§ **EXERCISE REQUIREMENTS**
Print, in exact form, the lines below from the one containing "#[derive(Debug, Clone, Copy, PartialEq, Eq, Default)]" through the one containing "fn from_str(s: &str)", and omit all others.

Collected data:
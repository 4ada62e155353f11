//! Histograms over trade P&L and returns.

use serde::Serialize;
use std::str::FromStr;

pub const DEFAULT_BINS: usize = 12;

#[derive(Debug, Clone, Copy, PartialEq, Eq, Default)]
pub enum BinMode {
    #[default]
    FixedWidth,
    Quantile,
}

impl FromStr for BinMode {
    type Err = String;

    fn from_str(s: &str) -> Result<Self, Self::Err> {
        match s.trim().to_ascii_lowercase().as_str() {
            "fixed" | "fixed_width" => Ok(BinMode::FixedWidth),
            "quantile" => Ok(BinMode::Quantile),
            other => Err(format!("unknown histogram mode: {other}")),
        }
    }
}

/// One bin covering `[min, max)`; the last bin also includes `max`.
#[derive(Debug, Clone, PartialEq, Serialize)]
pub struct HistogramBin {
    pub min: f64,
    pub max: f64,
    pub label: String,
    pub count: usize,
}

fn label(lo: f64, hi: f64, suffix: &str) -> String {
    format!("{lo:.0}{suffix} to {hi:.0}{suffix}")
}

/// Bin `values` into at most `bins` buckets. `suffix` is appended to each
/// bound in the label (e.g. `"%"`).
///
/// Every finite value lands in exactly one bin. When all values are equal a
/// single degenerate bin with `min == max` is returned.
pub fn histogram(values: &[f64], bins: usize, mode: BinMode, suffix: &str) -> Vec<HistogramBin> {
    let mut finite: Vec<f64> = values.iter().copied().filter(|v| v.is_finite()).collect();
    if finite.is_empty() || bins == 0 {
        return Vec::new();
    }
    finite.sort_by(f64::total_cmp);
    let lo = finite[0];
    let hi = finite[finite.len() - 1];

    if lo == hi {
        return vec![HistogramBin {
            min: lo,
            max: hi,
            label: format!("{lo:.0}{suffix}"),
            count: finite.len(),
        }];
    }

    let edges = match mode {
        BinMode::FixedWidth => fixed_edges(lo, hi, bins),
        BinMode::Quantile => quantile_edges(&finite, bins),
    };
    count_into(&finite, &edges, suffix)
}

fn fixed_edges(lo: f64, hi: f64, bins: usize) -> Vec<f64> {
    let width = (hi - lo) / bins as f64;
    let mut edges: Vec<f64> = (0..bins).map(|i| lo + i as f64 * width).collect();
    edges.push(hi);
    edges
}

fn quantile_edges(sorted: &[f64], bins: usize) -> Vec<f64> {
    let n = sorted.len();
    let mut edges: Vec<f64> = (0..bins).map(|k| sorted[(k * n / bins).min(n - 1)]).collect();
    edges.push(sorted[n - 1]);
    edges.dedup();
    edges
}

fn count_into(sorted: &[f64], edges: &[f64], suffix: &str) -> Vec<HistogramBin> {
    let last = edges.len() - 2;
    let mut counts = vec![0usize; edges.len() - 1];
    for &v in sorted {
        let idx = edges.partition_point(|e| *e <= v).saturating_sub(1).min(last);
        counts[idx] += 1;
    }

    edges
        .windows(2)
        .zip(counts)
        .map(|(w, count)| HistogramBin {
            min: w[0],
            max: w[1],
            label: label(w[0], w[1], suffix),
            count,
        })
        .collect()
}
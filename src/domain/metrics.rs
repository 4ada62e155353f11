//! Performance and risk metrics over matched trades.

use chrono::NaiveDate;
use serde::Serialize;
use std::collections::BTreeMap;

use super::equity::MaxDrawdown;
use super::ratio::Ratio;
use super::tally::TradeTally;
use super::trade::MatchedTrade;

pub const TRADING_DAYS_PER_YEAR: f64 = 252.0;

#[derive(Debug, Clone, PartialEq, Serialize)]
pub struct TradeRef {
    pub instrument_code: String,
    pub underlying: String,
    pub exit_date: NaiveDate,
    pub pnl: f64,
}

impl TradeRef {
    fn of(trade: &MatchedTrade) -> Self {
        TradeRef {
            instrument_code: trade.instrument_code.clone(),
            underlying: trade.underlying.clone(),
            exit_date: trade.exit_date,
            pnl: trade.pnl,
        }
    }
}

/// Scalar summary cards. `win_rate` is a fraction in `[0, 1]`; `avg_loser`
/// and `largest_loss` are signed (zero or negative).
#[derive(Debug, Clone, Default, PartialEq, Serialize)]
pub struct Summary {
    pub total_pnl: f64,
    pub total_trades: usize,
    pub winners: usize,
    pub losers: usize,
    pub breakeven: usize,
    pub win_rate: f64,
    pub avg_winner: f64,
    pub avg_loser: f64,
    pub gross_profit: f64,
    pub gross_loss: f64,
    pub largest_win: f64,
    pub largest_loss: f64,
    pub avg_pnl: f64,
    pub avg_pnl_pct: Option<f64>,
    pub avg_hold_days: f64,
    pub avg_dte: Option<f64>,
    pub capital_deployed: f64,
    pub best_trade: Option<TradeRef>,
    pub worst_trade: Option<TradeRef>,
}

impl Summary {
    pub fn compute(ordered: &[&MatchedTrade]) -> Self {
        let tally = TradeTally::from_trades(ordered.iter().copied());

        let mut best: Option<&MatchedTrade> = None;
        let mut worst: Option<&MatchedTrade> = None;
        for &trade in ordered {
            if best.is_none_or(|b| trade.pnl > b.pnl) {
                best = Some(trade);
            }
            if worst.is_none_or(|w| trade.pnl < w.pnl) {
                worst = Some(trade);
            }
        }

        Summary {
            total_pnl: tally.total_pnl,
            total_trades: tally.trades,
            winners: tally.winners,
            losers: tally.losers,
            breakeven: tally.breakeven,
            win_rate: tally.win_rate(),
            avg_winner: tally.avg_winner(),
            avg_loser: tally.avg_loser(),
            gross_profit: tally.gross_profit,
            gross_loss: tally.gross_loss,
            largest_win: tally.largest_win,
            largest_loss: tally.largest_loss,
            avg_pnl: tally.avg_pnl(),
            avg_pnl_pct: tally.avg_return_pct(),
            avg_hold_days: tally.avg_hold_days(),
            avg_dte: tally.avg_dte(),
            capital_deployed: tally.capital,
            best_trade: best.map(TradeRef::of),
            worst_trade: worst.map(TradeRef::of),
        }
    }
}

#[derive(Debug, Clone, Copy, PartialEq)]
pub struct RiskParams {
    pub annualization_factor: f64,
    pub risk_free_rate: f64,
}

impl Default for RiskParams {
    fn default() -> Self {
        RiskParams {
            annualization_factor: TRADING_DAYS_PER_YEAR,
            risk_free_rate: 0.0,
        }
    }
}

#[derive(Debug, Clone, Default, PartialEq, Serialize)]
pub struct RiskMetrics {
    pub profit_factor: Ratio,
    pub win_loss_ratio: Ratio,
    pub payoff_ratio: Ratio,
    pub expectancy: f64,
    pub sharpe_ratio: f64,
    pub sortino_ratio: f64,
    pub max_drawdown: f64,
    pub max_drawdown_pct: f64,
    pub recovery_factor: Ratio,
    pub max_consecutive_wins: usize,
    pub max_consecutive_losses: usize,
    pub kelly_fraction: f64,
    pub half_kelly: f64,
}

impl RiskMetrics {
    pub fn compute(
        ordered: &[&MatchedTrade],
        summary: &Summary,
        max_drawdown: &MaxDrawdown,
        params: RiskParams,
    ) -> Self {
        let tally = TradeTally::from_trades(ordered.iter().copied());
        let streaks = longest_streaks(ordered);
        let daily = daily_pnl(ordered);
        let (sharpe_ratio, sortino_ratio) = compute_risk_adjusted(&daily, params);

        let expectancy = if summary.total_trades > 0 {
            summary.win_rate * summary.avg_winner + (1.0 - summary.win_rate) * summary.avg_loser
        } else {
            0.0
        };

        let win_loss_ratio = tally.win_loss_ratio();
        let kelly = kelly_fraction(summary.win_rate, summary.avg_winner, -summary.avg_loser);

        RiskMetrics {
            profit_factor: tally.profit_factor(),
            win_loss_ratio,
            payoff_ratio: win_loss_ratio,
            expectancy,
            sharpe_ratio,
            sortino_ratio,
            max_drawdown: max_drawdown.amount,
            max_drawdown_pct: max_drawdown.pct,
            recovery_factor: recovery_factor(summary.total_pnl, max_drawdown.amount),
            max_consecutive_wins: streaks.wins,
            max_consecutive_losses: streaks.losses,
            kelly_fraction: kelly,
            half_kelly: kelly / 2.0,
        }
    }
}

/// Kelly position-size fraction from the win rate and the average win and
/// loss magnitudes, clamped to `[0, 1]`. Zero when either average is zero.
pub fn kelly_fraction(win_rate: f64, avg_winner: f64, avg_loss: f64) -> f64 {
    if avg_loss <= 0.0 || avg_winner <= 0.0 {
        return 0.0;
    }
    let reward_risk = avg_winner / avg_loss;
    finite_or_zero(win_rate - (1.0 - win_rate) / reward_risk).clamp(0.0, 1.0)
}

/// One closed trade on the capital-versus-P&L plane.
#[derive(Debug, Clone, PartialEq, Serialize)]
pub struct ScatterPoint {
    pub instrument_code: String,
    pub underlying: String,
    pub capital: f64,
    pub pnl: f64,
}

pub fn risk_reward_scatter(ordered: &[&MatchedTrade]) -> Vec<ScatterPoint> {
    ordered
        .iter()
        .map(|trade| ScatterPoint {
            instrument_code: trade.instrument_code.clone(),
            underlying: trade.underlying.clone(),
            capital: trade.capital,
            pnl: trade.pnl,
        })
        .collect()
}

/// Net P&L over the largest drawdown amount. Undefined without a drawdown;
/// pinned to 0 when the account did not make money.
pub fn recovery_factor(net_pnl: f64, max_drawdown_amount: f64) -> Ratio {
    if max_drawdown_amount <= 0.0 {
        Ratio::Undefined
    } else if net_pnl <= 0.0 {
        Ratio::Value(0.0)
    } else {
        Ratio::divide(net_pnl, max_drawdown_amount)
    }
}

#[derive(Debug, Clone, Copy, Default, PartialEq, Eq)]
pub struct Streaks {
    pub wins: usize,
    pub losses: usize,
}

/// Longest winning and losing runs in the given order. A breakeven trade
/// ends the current run of either kind without starting a new one.
pub fn longest_streaks(ordered: &[&MatchedTrade]) -> Streaks {
    let mut longest = Streaks::default();
    let mut wins = 0usize;
    let mut losses = 0usize;

    for trade in ordered {
        if trade.is_winner() {
            wins += 1;
            losses = 0;
            longest.wins = longest.wins.max(wins);
        } else if trade.is_loser() {
            losses += 1;
            wins = 0;
            longest.losses = longest.losses.max(losses);
        } else {
            wins = 0;
            losses = 0;
        }
    }

    longest
}

/// Realized P&L summed per exit date, in date order.
pub fn daily_pnl(trades: &[&MatchedTrade]) -> Vec<f64> {
    let mut by_day: BTreeMap<NaiveDate, f64> = BTreeMap::new();
    for trade in trades {
        *by_day.entry(trade.exit_date).or_insert(0.0) += trade.pnl;
    }
    by_day.into_values().collect()
}

/// Annualized Sharpe and Sortino ratios of per-bucket P&L.
///
/// Uses the sample standard deviation; both ratios are 0 with fewer than two
/// buckets or a zero deviation.
pub fn compute_risk_adjusted(returns: &[f64], params: RiskParams) -> (f64, f64) {
    if returns.len() < 2 || params.annualization_factor <= 0.0 {
        return (0.0, 0.0);
    }

    let n = returns.len() as f64;
    let mean: f64 = returns.iter().sum::<f64>() / n;
    let hurdle = params.risk_free_rate / params.annualization_factor;
    let excess_return = mean - hurdle;
    let scale = params.annualization_factor.sqrt();

    let variance: f64 = returns.iter().map(|r| (r - mean).powi(2)).sum::<f64>() / (n - 1.0);
    let stddev = variance.sqrt();

    let sharpe = if stddev > 0.0 {
        excess_return / stddev * scale
    } else {
        0.0
    };

    let downside: f64 = returns
        .iter()
        .filter(|&&r| r < hurdle)
        .map(|&r| (r - hurdle).powi(2))
        .sum();
    let downside_stddev = (downside / n).sqrt();

    let sortino = if downside_stddev > 0.0 {
        excess_return / downside_stddev * scale
    } else {
        0.0
    };

    (finite_or_zero(sharpe), finite_or_zero(sortino))
}

fn finite_or_zero(value: f64) -> f64 {
    if value.is_finite() { value } else { 0.0 }
}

§ **OUTPUT FOR THIS EXERCISE**
#[derive(Debug, Clone, Copy, PartialEq, Eq, Default)]
pub enum BinMode {
    #[default]
    FixedWidth,
    Quantile,
}

impl FromStr for BinMode {
    type Err = String;

    fn from_str(s: &str) -> Result<Self, Self::Err> {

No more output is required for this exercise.